I am having a rough day and wondering if anyone else has ever felt this way...

LO is 13.5 months old and I went back to work when he was 3 months old. While I was not quite ready to return, I really felt that getting back to work helped me to get back on a true schedule postpartum. While I always miss my son while at work, it provides me with a level of consistency that I don't know if I would have found as a SAHM. I love our weekends together as a family, but to be honest, I am often exhausted by the time Sunday night rolls around (extra kudos to the mamas who SAH- you're heroes in my book!). Of course I daydream about being with him while at work, so it seems as if the grass is always greener on the other side!

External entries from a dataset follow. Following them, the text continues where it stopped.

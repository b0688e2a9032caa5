//! Pad geometry: personalized calibration and the static fallback fan.

use glam::Vec2;
use hand_pose::state::mean_adjacent_distance;
use hand_pose::Finger;

use crate::config::PadConfig;
use crate::detector::DetectorState;

/// Kit voice played by each finger's pads, thumb first.
pub const KIT_VOICES: [&str; 5] = ["kick", "snare", "hat", "tom", "crash"];

/// Fallback fan: finger ray angles in degrees (y grows downward, 270° is up).
const FALLBACK_ANGLES: [f32; 5] = [200.0, 235.0, 270.0, 305.0, 340.0];
/// Fallback distance from the fan center to the first pad at scale 1.
const FALLBACK_REACH: f32 = 90.0;

pub fn sound_id(finger: Finger, row: usize) -> String {
    format!("{}_{}", KIT_VOICES[finger.index()], row)
}

#[derive(Clone, Debug, PartialEq)]
pub struct Pad {
    pub center:           Vec2,
    /// Diameter.
    pub size:             f32,
    pub sound_id:         String,
    pub finger:           Finger,
    pub row:              usize,
    pub last_trigger_ms:  Option<f64>,
    pub detector:         DetectorState,
}

impl Pad {
    pub fn radius(&self) -> f32 { self.size * 0.5 }

    pub fn contains(&self, point: Vec2) -> bool {
        self.center.distance_squared(point) <= self.radius() * self.radius()
    }
}

#[derive(Clone, Debug, PartialEq)]
pub struct PadLayout {
    pub pads:       Vec<Pad>,
    pub scale:      f32,
    /// False for the fallback fan.
    pub calibrated: bool,
}

impl PadLayout {
    /// Static radial fan centered in the lower middle of the surface.
    pub fn fallback(surface: Vec2, config: &PadConfig) -> Self {
        let center = Vec2::new(surface.x * 0.5, surface.y * 0.72);
        let rays = FALLBACK_ANGLES.map(|deg| {
            let a = deg.to_radians();
            (Vec2::new(a.cos(), a.sin()), FALLBACK_REACH)
        });
        PadLayout {
            pads:       build_pads(center, &rays, 1.0, surface, config),
            scale:      1.0,
            calibrated: false,
        }
    }

    pub fn len(&self) -> usize { self.pads.len() }
    pub fn is_empty(&self) -> bool { self.pads.is_empty() }
}

/// Personalized layout from one hand's fingertips (thumb first) and palm.
///
/// Returns `None` with fewer than five tips, or when the tips collapse onto
/// one point so no scale can be derived.
pub fn calibrate(tips: &[Vec2], palm: Vec2, surface: Vec2, config: &PadConfig) -> Option<PadLayout> {
    if tips.len() < 5 || config.reference_spread <= 0.0 {
        return None;
    }
    let tips = &tips[..5];
    if !palm.is_finite() || tips.iter().any(|t| !t.is_finite()) {
        return None;
    }
    let spread = mean_adjacent_distance(tips);
    if spread < 1e-3 {
        return None;
    }
    let scale = spread / config.reference_spread;

    let mut rays = [(Vec2::ZERO, 0.0); 5];
    for (ray, tip) in rays.iter_mut().zip(tips) {
        let d = *tip - palm;
        let angle = d.y.atan2(d.x);
        *ray = (Vec2::new(angle.cos(), angle.sin()), d.length());
    }

    Some(PadLayout {
        pads: build_pads(palm, &rays, scale, surface, config),
        scale,
        calibrated: true,
    })
}

fn build_pads(origin: Vec2, rays: &[(Vec2, f32); 5], scale: f32, surface: Vec2, config: &PadConfig) -> Vec<Pad> {
    let size = config.base_size * scale;
    let half = Vec2::splat(size * 0.5);
    let lo = half.min(surface * 0.5);
    let hi = (surface - half).max(lo);

    let mut pads = Vec::with_capacity(5 * config.pads_per_finger);
    for finger in Finger::ALL {
        let (dir, reach) = rays[finger.index()];
        for row in 0..config.pads_per_finger {
            let center = origin + dir * (reach + config.spacing * scale * row as f32);
            pads.push(Pad {
                center:          center.max(lo).min(hi),
                size,
                sound_id:        sound_id(finger, row),
                finger,
                row,
                last_trigger_ms: None,
                detector:        DetectorState::new(config.tap_algorithm),
            });
        }
    }
    pads
}

// ════════════════════════════════════════════════════════════════════════════
// Tests
// ════════════════════════════════════════════════════════════════════════════

#[cfg(test)]
mod tests {
    use super::*;
    use pretty_assertions::assert_eq;

    const SURFACE: Vec2 = Vec2::new(1280.0, 720.0);

    /// Tips 80 units apart on a line above the palm.
    fn even_tips() -> [Vec2; 5] {
        [0.0, 80.0, 160.0, 240.0, 320.0].map(|x| Vec2::new(480.0 + x, 300.0))
    }

    #[test]
    fn reference_spread_gives_unit_scale() {
        let layout = calibrate(&even_tips(), Vec2::new(640.0, 450.0), SURFACE, &PadConfig::default()).unwrap();
        assert_eq!(layout.scale, 1.0);
        assert!(layout.calibrated);
        assert_eq!(layout.len(), 15);
        assert!(layout.pads.iter().all(|p| p.size == 56.0));
    }

    #[test]
    fn scale_follows_spread() {
        let tips = even_tips().map(|t| Vec2::new(640.0 + (t.x - 640.0) * 1.5, t.y));
        let layout = calibrate(&tips, Vec2::new(640.0, 450.0), SURFACE, &PadConfig::default()).unwrap();
        assert!((layout.scale - 1.5).abs() < 1e-5);
        assert!((layout.pads[0].size - 84.0).abs() < 1e-4);
    }

    #[test]
    fn pads_march_outward_along_each_ray() {
        let palm = Vec2::new(640.0, 450.0);
        let layout = calibrate(&even_tips(), palm, SURFACE, &PadConfig::default()).unwrap();
        let middle: Vec<&Pad> = layout.pads.iter().filter(|p| p.finger == Finger::Middle).collect();
        assert_eq!(middle.len(), 3);
        // middle tip is straight above the palm at distance 150
        assert!((middle[0].center - Vec2::new(640.0, 300.0)).length() < 1e-3);
        assert!((middle[1].center - Vec2::new(640.0, 230.0)).length() < 1e-3);
        assert!((middle[2].center - Vec2::new(640.0, 160.0)).length() < 1e-3);
        assert_eq!(middle[2].sound_id, "hat_2");
    }

    #[test]
    fn pads_stay_on_the_surface() {
        let tips = even_tips().map(|t| t - Vec2::new(0.0, 280.0));
        let layout = calibrate(&tips, Vec2::new(640.0, 60.0), SURFACE, &PadConfig::default()).unwrap();
        for p in &layout.pads {
            assert!(p.center.y >= p.radius() && p.center.y <= SURFACE.y - p.radius(), "{:?}", p.center);
            assert!(p.center.x >= p.radius() && p.center.x <= SURFACE.x - p.radius());
        }
    }

    #[test]
    fn too_few_tips_or_collapsed_hand_fail() {
        let cfg = PadConfig::default();
        assert!(calibrate(&even_tips()[..4], Vec2::ZERO, SURFACE, &cfg).is_none());
        assert!(calibrate(&[Vec2::splat(5.0); 5], Vec2::ZERO, SURFACE, &cfg).is_none());
    }

    #[test]
    fn fallback_is_a_fan_below_center() {
        let layout = PadLayout::fallback(SURFACE, &PadConfig::default());
        assert!(!layout.calibrated);
        assert_eq!(layout.scale, 1.0);
        assert_eq!(layout.len(), 15);
        let middle = layout.pads.iter().find(|p| p.sound_id == "hat_0").unwrap();
        assert!((middle.center - Vec2::new(640.0, 518.4 - 90.0)).length() < 1e-2);
        assert!(layout.pads.iter().all(|p| p.center.y < 720.0 * 0.72 + 1.0));
    }

    #[test]
    fn sound_ids_name_voice_and_row() {
        assert_eq!(sound_id(Finger::Thumb, 0), "kick_0");
        assert_eq!(sound_id(Finger::Index, 1), "snare_1");
    }
}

Fast forward to now. While I don't regret my decision to return to work or to send LO to his caregiver (whom he adores!), I am starting to (probably unfairly) chastise myself for the amount of time I am away from him. The early months have become so hazy that I find myself forgetting many of the details of when he was little and kick myself for letting these precious times pass me by while I was at work/focusing on work. Occasionally, when I see my friends who are new mamas or other new mommies out and about, I question whether or not I was as "present" as they seem to be. I know it's easy to judge based on what appears on the surface, but I can't help but feel like I missed out on something everyone else had, even those mamas who WOHM.

I know I am probably being hard on myself but I just can't seem to let go of this feeling.